Alter Ego! the case looks desperate. Shall we ever find one? Yes! for light begins to dawn in another quarter. Shall we try another plan? It has been tried in a few instances, and with marked success. An advertisement in a good paper like the "Morning Post," the "Church Times," or "The Christian," stating that "a nursery-governess is required as superior nurse, who is willing to undertake all the duties of a head nurse," and giving one's full name and address, will bring a large number of applications, among them several from a very superior set of women, often those belonging to the farming class, from which, as Baring Gould shows in his interesting "Old Country Life," the "good old-fashioned servants" of former days used to be drawn for gentlemen's service, before the wave of prosperity caused the farmers' daughters to grow too grand for any other work beyond performing on the pianoforte, and art-embroidery.

Now, in these "hard times" of agricultural depression, many are only too glad to obtain an honourable livelihood, which will enable them to live without burdening their families. Education they have, though not sufficient to meet the demands of the Higher Code.

"You know I'm not a lady, I'm only a farmer's daughter," said one bright, winning, thoroughly refined creature. "Not a lady," but a true cultured woman, full of womanly, motherly instincts--a noble character.

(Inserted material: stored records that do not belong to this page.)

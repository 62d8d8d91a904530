//! Staging of extension resources into a clean build directory.

use crate::bail;
use crate::packager::error::Result;
use crate::packager::settings::Settings;
use crate::packager::utils::fs::{self, DeleteGuard};
use glob::{MatchOptions, Pattern};
use std::collections::BTreeSet;
use std::path::{Path, PathBuf};
use walkdir::WalkDir;

/// Recreates the build directory and copies every matched resource into it.
///
/// Returns the staged files relative to the build directory. A pattern that
/// matches nothing is not an error.
pub async fn stage_resources(settings: &Settings) -> Result<Vec<PathBuf>> {
    let build_dir = &settings.paths().build_dir;
    let cwd = settings.cwd();

    if !cwd.is_dir() {
        bail!("resource directory {} does not exist", cwd.display());
    }

    log::info!("Staging resources into {}", build_dir.display());
    fs::recreate_dir(build_dir, DeleteGuard::new(settings.base_dir(), settings.force())).await?;

    let files = collect_resources(cwd, settings.resources(), build_dir)?;
    for relative in &files {
        fs::copy_file(&cwd.join(relative), &build_dir.join(relative)).await?;
    }

    log::info!("Staged {} file(s)", files.len());
    Ok(files.into_iter().collect())
}

/// Expands resource patterns relative to `cwd` into a sorted file set.
///
/// Patterns apply in order. A pattern prefixed with `!` removes earlier
/// matches. `*` does not cross directory separators, `**` does, and neither
/// matches a leading dot. A matched directory contributes every file below
/// it. Anything under `skip` (the build directory itself) is ignored.
pub fn collect_resources(
    cwd: &Path,
    patterns: &[String],
    skip: &Path,
) -> Result<BTreeSet<PathBuf>> {
    let options = MatchOptions {
        case_sensitive: true,
        require_literal_separator: true,
        require_literal_leading_dot: true,
    };
    let candidates = walk_tree(cwd, skip)?;
    let mut files = BTreeSet::new();

    for pattern in patterns {
        if let Some(excluded) = pattern.strip_prefix('!') {
            let exclusion = Pattern::new(excluded)?;
            files.retain(|path: &PathBuf| !exclusion.matches_path_with(path, options));
            continue;
        }

        let inclusion = Pattern::new(pattern)?;
        let before = files.len();
        for (relative, is_dir) in &candidates {
            if !inclusion.matches_path_with(relative, options) {
                continue;
            }
            if *is_dir {
                files.extend(
                    candidates
                        .iter()
                        .filter(|(path, dir)| !dir && path.starts_with(relative))
                        .map(|(path, _)| path.clone()),
                );
            } else {
                files.insert(relative.clone());
            }
        }

        if files.len() == before {
            log::debug!("Pattern {pattern} matched no new files");
        }
    }

    Ok(files)
}

/// Lists every directory and file below `root`, relative to it, skipping `skip`.
fn walk_tree(root: &Path, skip: &Path) -> Result<Vec<(PathBuf, bool)>> {
    let mut entries = Vec::new();
    let walker = WalkDir::new(root)
        .min_depth(1)
        .sort_by_file_name()
        .into_iter()
        .filter_entry(|entry| !entry.path().starts_with(skip));

    for entry in walker {
        let entry = entry?;
        let is_dir = entry.file_type().is_dir();
        if !is_dir && !entry.path().is_file() {
            continue;
        }
        entries.push((entry.path().strip_prefix(root)?.to_path_buf(), is_dir));
    }

    Ok(entries)
}

#[cfg(test)]
mod tests {
    use super::*;
    use tempfile::TempDir;

    fn write(root: &Path, relative: &str) {
        let path = root.join(relative);
        std::fs::create_dir_all(path.parent().unwrap()).unwrap();
        std::fs::write(path, relative).unwrap();
    }

    fn patterns(list: &[&str]) -> Vec<String> {
        list.iter().map(|p| p.to_string()).collect()
    }

    fn source_tree() -> TempDir {
        let temp = TempDir::new().unwrap();
        let root = temp.path();
        write(root, "js/background.js");
        write(root, "js/lib/util.js");
        write(root, "images/icon.png");
        write(root, "popup.html");
        write(root, "notes.md");
        temp
    }

    #[test]
    fn test_default_patterns_collect_scripts_images_and_html() {
        let temp = source_tree();
        let skip = temp.path().join("build");

        let files = collect_resources(
            temp.path(),
            &patterns(&["js/**", "images/**", "*.html"]),
            &skip,
        )
        .unwrap();

        let expected: BTreeSet<PathBuf> = [
            "images/icon.png",
            "js/background.js",
            "js/lib/util.js",
            "popup.html",
        ]
        .iter()
        .map(PathBuf::from)
        .collect();
        assert_eq!(files, expected);
    }

    #[test]
    fn test_negated_pattern_excludes() {
        let temp = source_tree();
        let files = collect_resources(
            temp.path(),
            &patterns(&["js/**", "!js/lib/**"]),
            &temp.path().join("build"),
        )
        .unwrap();

        assert_eq!(files.len(), 1);
        assert!(files.contains(Path::new("js/background.js")));
    }

    #[test]
    fn test_unmatched_pattern_is_empty() {
        let temp = source_tree();
        let files = collect_resources(
            temp.path(),
            &patterns(&["css/**"]),
            &temp.path().join("build"),
        )
        .unwrap();
        assert!(files.is_empty());
    }

    #[test]
    fn test_single_star_stays_in_directory() {
        let temp = source_tree();
        write(temp.path(), "pages/options.html");
        let files = collect_resources(
            temp.path(),
            &patterns(&["*.html"]),
            &temp.path().join("build"),
        )
        .unwrap();

        assert_eq!(files.len(), 1);
        assert!(files.contains(Path::new("popup.html")));
    }

    #[test]
    fn test_named_directory_contributes_its_files() {
        let temp = source_tree();
        let files = collect_resources(
            temp.path(),
            &patterns(&["images"]),
            &temp.path().join("build"),
        )
        .unwrap();
        assert_eq!(files.len(), 1);
        assert!(files.contains(Path::new("images/icon.png")));
    }

    #[tokio::test]
    async fn test_stage_fails_for_missing_cwd() {
        use crate::packager::{RawOptions, SettingsBuilder};

        let temp = TempDir::new().unwrap();
        let settings = SettingsBuilder::new()
            .options(RawOptions {
                name: Some("ext".into()),
                chrome: Some("chrome".into()),
                cert_path: Some("ext.pem".into()),
                crx_path: Some("ext.crx".into()),
                build_dir: Some("missing/build".into()),
                zip_path: Some("ext.zip".into()),
                cwd: Some("missing".into()),
                ..Default::default()
            })
            .base_dir(temp.path())
            .build()
            .unwrap();

        assert!(stage_resources(&settings).await.is_err());
        assert!(!temp.path().join("missing").exists());
    }

    #[test]
    fn test_build_dir_is_never_collected() {
        let temp = source_tree();
        let build = temp.path().join("build");
        write(temp.path(), "build/leftover.js");

        let files = collect_resources(temp.path(), &patterns(&["**/*"]), &build).unwrap();
        assert!(files.iter().all(|f| !f.starts_with("build")));
        assert!(files.contains(Path::new("notes.md")));
    }
}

Such women are not assuming or presuming, not grasping in their demands. From them you hear no word of "my position;" theirs is no stilted phraseology which reeks of unreality. Even if they have not had the "experience," their teachable spirit, open to advice, willing and anxious to be helpful, will soon enable them to pick up the essentials of nursery management, and a mother may feel that she has an aide who will help her and not deceive.

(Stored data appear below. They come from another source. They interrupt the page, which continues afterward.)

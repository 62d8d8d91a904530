//! Web store archive creation.

use crate::packager::error::{Error, ErrorExt, Result};
use crate::packager::settings::Settings;
use crate::packager::utils::fs;
use std::fs::File;
use std::io::Write;
use std::path::{Component, Path};
use walkdir::WalkDir;
use zip::write::{SimpleFileOptions, ZipWriter};
use zip::CompressionMethod;

/// Compresses the build directory into the configured zip.
///
/// Every entry is rooted under a folder named after the extension. Returns
/// the number of entries written.
pub async fn create_archive(settings: &Settings) -> Result<usize> {
    let source = settings.paths().build_dir.clone();
    let zip_path = settings.paths().zip.clone();
    let root = settings.name().to_string();

    log::info!("Compressing {} into {}", source.display(), zip_path.display());
    fs::ensure_parent(&zip_path).await?;

    let entries = tokio::task::spawn_blocking(move || write_archive(&source, &zip_path, &root))
        .await
        .map_err(|e| Error::GenericError(format!("archive task failed: {e}")))??;

    log::info!("Archived {entries} entries");
    Ok(entries)
}

/// Writes `source_dir` into a new zip at `zip_path` under the folder `root`.
pub fn write_archive(source_dir: &Path, zip_path: &Path, root: &str) -> Result<usize> {
    let file = File::create(zip_path).fs_context("creating archive", zip_path)?;
    let mut zip = ZipWriter::new(file);

    let dir_options = SimpleFileOptions::default().unix_permissions(0o755);
    let file_options = SimpleFileOptions::default()
        .compression_method(CompressionMethod::Deflated)
        .unix_permissions(0o644);

    zip.add_directory(format!("{root}/"), dir_options)?;
    let mut entries = 1;

    for entry in WalkDir::new(source_dir).min_depth(1).sort_by_file_name() {
        let entry = entry?;
        let path = entry.path();
        if path == zip_path {
            continue;
        }

        let name = entry_name(root, path.strip_prefix(source_dir)?);
        if entry.file_type().is_dir() {
            zip.add_directory(format!("{name}/"), dir_options)?;
        } else if path.is_file() {
            zip.start_file(name, file_options)?;
            let content = std::fs::read(path).fs_context("reading staged file", path)?;
            zip.write_all(&content)
                .fs_context("writing archive entry", zip_path)?;
        } else {
            continue;
        }
        entries += 1;
    }

    zip.finish()?;
    Ok(entries)
}

/// Archive entry name: `root` followed by `relative` with `/` separators.
fn entry_name(root: &str, relative: &Path) -> String {
    let mut name = root.to_string();
    for component in relative.components() {
        if let Component::Normal(part) = component {
            name.push('/');
            name.push_str(&part.to_string_lossy());
        }
    }
    name
}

(Of course, if these young people would go in for training in the new House of Education it would be better all round.)

"Rules," alas! are made but to be broken, unless the spirit of order and obedience and sympathy is there.

"Refinement" for your children you can only obtain by having a person with them who loves refinement for its own sake, and has herself been brought up amidst refining influences.

I know that this class of people ask a lower remuneration for their services than the experienced hirelings do. I know that they voluntarily and conscientiously perform twice the amount of work, and that they are intelligent co-workers in the mother's aims.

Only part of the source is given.